# PROBLEM TO SOLVE:
Scan the records for lines with the word "static", and copy every such line.

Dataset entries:
==============================

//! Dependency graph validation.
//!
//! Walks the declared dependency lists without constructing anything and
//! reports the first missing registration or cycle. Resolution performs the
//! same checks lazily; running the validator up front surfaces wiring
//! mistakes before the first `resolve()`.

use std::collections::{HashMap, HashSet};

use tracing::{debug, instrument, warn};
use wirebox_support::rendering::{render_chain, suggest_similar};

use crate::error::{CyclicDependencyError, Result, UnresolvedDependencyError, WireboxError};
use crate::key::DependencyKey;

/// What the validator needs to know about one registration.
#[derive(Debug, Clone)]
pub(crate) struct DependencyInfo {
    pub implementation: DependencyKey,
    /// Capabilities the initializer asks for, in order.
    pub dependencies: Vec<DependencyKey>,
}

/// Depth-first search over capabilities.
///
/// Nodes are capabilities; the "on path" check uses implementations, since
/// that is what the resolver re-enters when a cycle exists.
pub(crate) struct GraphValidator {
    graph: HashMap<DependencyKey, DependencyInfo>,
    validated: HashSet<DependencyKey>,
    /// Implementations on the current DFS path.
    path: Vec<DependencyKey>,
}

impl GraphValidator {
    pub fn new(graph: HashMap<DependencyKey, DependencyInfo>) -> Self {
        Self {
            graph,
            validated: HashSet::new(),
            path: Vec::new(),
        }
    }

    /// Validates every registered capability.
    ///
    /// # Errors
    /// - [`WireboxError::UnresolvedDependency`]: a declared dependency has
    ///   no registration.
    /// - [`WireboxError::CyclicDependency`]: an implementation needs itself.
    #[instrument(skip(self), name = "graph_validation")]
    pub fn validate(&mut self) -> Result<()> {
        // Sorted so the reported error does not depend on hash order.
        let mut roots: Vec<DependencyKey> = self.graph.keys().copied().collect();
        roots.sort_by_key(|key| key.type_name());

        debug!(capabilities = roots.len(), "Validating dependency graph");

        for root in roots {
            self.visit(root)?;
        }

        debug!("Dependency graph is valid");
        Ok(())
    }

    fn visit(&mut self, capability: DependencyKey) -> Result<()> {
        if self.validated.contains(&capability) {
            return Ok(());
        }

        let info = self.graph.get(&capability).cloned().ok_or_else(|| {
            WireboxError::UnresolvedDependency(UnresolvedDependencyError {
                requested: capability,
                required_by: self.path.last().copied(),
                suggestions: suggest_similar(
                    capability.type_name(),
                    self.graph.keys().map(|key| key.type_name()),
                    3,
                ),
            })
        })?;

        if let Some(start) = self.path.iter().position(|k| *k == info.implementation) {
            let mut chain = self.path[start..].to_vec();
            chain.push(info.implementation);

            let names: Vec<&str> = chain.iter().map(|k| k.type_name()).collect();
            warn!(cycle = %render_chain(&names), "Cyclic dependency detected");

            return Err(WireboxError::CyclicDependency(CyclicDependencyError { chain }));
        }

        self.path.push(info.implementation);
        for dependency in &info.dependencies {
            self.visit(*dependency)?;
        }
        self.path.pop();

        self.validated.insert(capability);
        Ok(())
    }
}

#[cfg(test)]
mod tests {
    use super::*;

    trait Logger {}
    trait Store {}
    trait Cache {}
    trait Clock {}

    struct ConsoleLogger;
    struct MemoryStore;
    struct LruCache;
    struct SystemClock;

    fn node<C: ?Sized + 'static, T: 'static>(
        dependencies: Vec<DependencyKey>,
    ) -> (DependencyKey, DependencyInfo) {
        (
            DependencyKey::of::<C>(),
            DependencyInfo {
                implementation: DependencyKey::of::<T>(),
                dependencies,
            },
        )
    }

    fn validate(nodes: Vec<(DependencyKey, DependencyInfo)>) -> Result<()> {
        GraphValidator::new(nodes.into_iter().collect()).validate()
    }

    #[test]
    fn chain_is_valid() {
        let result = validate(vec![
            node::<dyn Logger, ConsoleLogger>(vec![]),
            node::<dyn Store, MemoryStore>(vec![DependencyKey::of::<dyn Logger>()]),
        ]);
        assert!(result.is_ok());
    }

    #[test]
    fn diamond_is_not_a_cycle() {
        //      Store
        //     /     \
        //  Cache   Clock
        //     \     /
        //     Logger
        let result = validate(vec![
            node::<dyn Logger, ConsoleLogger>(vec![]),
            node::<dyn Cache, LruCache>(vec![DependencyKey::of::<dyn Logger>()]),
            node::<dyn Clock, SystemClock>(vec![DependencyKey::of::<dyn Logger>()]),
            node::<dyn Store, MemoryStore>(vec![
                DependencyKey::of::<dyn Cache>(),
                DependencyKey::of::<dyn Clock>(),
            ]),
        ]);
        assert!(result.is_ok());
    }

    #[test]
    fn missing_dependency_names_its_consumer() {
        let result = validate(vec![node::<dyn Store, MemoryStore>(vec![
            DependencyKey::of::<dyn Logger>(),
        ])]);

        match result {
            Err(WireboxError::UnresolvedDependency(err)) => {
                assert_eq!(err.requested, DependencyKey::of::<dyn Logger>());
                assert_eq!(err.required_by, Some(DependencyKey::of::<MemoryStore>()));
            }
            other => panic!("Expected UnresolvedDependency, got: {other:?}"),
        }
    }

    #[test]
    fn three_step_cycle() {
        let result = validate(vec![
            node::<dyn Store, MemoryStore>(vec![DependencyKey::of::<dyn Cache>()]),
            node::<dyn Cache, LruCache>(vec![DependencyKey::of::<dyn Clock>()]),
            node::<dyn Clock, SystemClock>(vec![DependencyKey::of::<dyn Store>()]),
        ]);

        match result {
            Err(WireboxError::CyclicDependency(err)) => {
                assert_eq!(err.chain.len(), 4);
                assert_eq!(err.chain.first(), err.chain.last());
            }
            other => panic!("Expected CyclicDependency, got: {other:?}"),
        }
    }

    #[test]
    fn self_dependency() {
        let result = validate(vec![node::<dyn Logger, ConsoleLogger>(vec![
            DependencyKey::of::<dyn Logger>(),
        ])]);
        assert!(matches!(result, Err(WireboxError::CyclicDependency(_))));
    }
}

==============================

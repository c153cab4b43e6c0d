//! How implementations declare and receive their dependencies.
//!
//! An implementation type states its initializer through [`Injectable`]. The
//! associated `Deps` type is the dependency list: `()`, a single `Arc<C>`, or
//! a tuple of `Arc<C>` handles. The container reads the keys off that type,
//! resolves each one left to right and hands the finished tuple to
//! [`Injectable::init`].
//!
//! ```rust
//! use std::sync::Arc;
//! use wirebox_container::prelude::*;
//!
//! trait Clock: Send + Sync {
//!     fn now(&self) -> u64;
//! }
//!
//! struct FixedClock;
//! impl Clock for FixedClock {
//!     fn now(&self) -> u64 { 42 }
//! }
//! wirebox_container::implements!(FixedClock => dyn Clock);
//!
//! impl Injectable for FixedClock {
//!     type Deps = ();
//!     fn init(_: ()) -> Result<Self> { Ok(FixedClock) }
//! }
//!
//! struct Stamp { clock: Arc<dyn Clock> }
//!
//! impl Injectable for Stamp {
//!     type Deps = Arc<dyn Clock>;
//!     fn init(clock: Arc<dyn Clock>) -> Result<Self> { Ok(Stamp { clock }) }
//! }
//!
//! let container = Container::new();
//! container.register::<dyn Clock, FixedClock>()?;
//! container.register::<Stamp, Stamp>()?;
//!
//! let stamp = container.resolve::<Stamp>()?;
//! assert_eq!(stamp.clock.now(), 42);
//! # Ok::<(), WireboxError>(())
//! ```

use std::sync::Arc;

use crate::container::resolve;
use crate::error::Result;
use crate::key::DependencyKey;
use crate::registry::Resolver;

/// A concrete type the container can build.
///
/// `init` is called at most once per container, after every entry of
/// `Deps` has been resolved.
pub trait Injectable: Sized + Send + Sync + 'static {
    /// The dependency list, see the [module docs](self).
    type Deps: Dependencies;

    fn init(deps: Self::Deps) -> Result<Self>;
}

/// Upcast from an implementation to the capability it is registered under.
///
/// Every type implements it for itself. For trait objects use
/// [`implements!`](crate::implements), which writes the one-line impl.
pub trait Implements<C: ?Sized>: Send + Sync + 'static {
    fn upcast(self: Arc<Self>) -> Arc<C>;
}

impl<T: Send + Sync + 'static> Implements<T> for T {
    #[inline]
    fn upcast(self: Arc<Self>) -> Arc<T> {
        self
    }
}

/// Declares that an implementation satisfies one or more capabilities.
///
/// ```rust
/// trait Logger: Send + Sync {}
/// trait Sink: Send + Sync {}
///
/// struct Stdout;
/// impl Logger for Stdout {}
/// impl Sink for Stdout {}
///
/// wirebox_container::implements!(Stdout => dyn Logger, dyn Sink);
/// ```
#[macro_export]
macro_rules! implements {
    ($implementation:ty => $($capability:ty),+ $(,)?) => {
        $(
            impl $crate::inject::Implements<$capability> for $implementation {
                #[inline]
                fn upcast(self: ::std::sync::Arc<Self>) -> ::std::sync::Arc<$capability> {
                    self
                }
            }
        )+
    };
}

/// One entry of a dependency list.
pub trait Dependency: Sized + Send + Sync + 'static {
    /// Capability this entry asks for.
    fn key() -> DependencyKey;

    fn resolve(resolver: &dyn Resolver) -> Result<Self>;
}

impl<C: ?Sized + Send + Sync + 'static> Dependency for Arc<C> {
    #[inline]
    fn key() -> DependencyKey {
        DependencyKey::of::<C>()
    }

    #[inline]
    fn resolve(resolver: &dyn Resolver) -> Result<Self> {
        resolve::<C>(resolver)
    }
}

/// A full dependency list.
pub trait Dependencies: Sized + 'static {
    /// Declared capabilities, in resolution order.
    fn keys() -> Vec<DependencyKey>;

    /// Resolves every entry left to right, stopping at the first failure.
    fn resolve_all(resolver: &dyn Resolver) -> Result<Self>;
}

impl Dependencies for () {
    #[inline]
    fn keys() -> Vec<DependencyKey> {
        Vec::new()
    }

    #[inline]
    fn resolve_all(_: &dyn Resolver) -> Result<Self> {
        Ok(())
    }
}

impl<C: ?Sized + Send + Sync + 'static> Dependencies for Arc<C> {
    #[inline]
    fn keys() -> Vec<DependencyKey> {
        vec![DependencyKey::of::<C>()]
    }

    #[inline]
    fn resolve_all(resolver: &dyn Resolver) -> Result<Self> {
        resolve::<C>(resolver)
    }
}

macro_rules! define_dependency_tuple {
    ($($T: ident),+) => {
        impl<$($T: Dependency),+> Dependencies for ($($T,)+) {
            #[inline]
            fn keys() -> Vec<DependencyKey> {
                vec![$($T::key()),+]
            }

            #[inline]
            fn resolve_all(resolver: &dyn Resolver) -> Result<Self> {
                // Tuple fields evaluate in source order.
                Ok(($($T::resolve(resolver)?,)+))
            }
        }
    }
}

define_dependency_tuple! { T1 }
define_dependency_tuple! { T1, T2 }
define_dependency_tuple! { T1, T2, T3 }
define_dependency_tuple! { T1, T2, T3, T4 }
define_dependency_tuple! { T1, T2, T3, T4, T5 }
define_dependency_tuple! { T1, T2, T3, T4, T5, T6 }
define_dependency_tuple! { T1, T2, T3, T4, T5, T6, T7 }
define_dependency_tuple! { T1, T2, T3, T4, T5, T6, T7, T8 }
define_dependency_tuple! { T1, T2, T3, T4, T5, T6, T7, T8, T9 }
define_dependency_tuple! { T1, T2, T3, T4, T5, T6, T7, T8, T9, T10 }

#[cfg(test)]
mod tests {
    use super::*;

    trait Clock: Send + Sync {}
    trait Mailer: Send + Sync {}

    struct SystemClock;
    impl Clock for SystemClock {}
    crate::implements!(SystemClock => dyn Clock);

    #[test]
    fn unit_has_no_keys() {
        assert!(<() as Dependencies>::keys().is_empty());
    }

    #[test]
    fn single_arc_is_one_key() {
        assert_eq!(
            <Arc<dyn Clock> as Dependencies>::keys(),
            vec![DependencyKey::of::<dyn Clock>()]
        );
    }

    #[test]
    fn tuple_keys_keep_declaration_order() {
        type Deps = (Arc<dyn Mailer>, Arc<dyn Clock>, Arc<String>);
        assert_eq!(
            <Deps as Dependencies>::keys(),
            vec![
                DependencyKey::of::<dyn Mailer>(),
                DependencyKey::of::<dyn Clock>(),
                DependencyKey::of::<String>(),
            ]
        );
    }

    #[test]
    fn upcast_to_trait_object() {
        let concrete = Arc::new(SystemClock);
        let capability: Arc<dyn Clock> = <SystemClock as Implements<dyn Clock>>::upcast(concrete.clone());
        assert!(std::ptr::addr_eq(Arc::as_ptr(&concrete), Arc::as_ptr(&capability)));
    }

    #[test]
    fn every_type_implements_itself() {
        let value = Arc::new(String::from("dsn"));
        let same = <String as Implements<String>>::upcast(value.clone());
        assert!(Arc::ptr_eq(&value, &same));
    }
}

==============================

# TASK OUTPUT:
    fn node<C: ?Sized + 'static, T: 'static>(
pub trait Injectable: Sized + Send + Sync + 'static {
pub trait Implements<C: ?Sized>: Send + Sync + 'static {
impl<T: Send + Sync + 'static> Implements<T> for T {
pub trait Dependency: Sized + Send + Sync + 'static {
impl<C: ?Sized + Send + Sync + 'static> Dependency for Arc<C> {
pub trait Dependencies: Sized + 'static {
impl<C: ?Sized + Send + Sync + 'static> Dependencies for Arc<C> {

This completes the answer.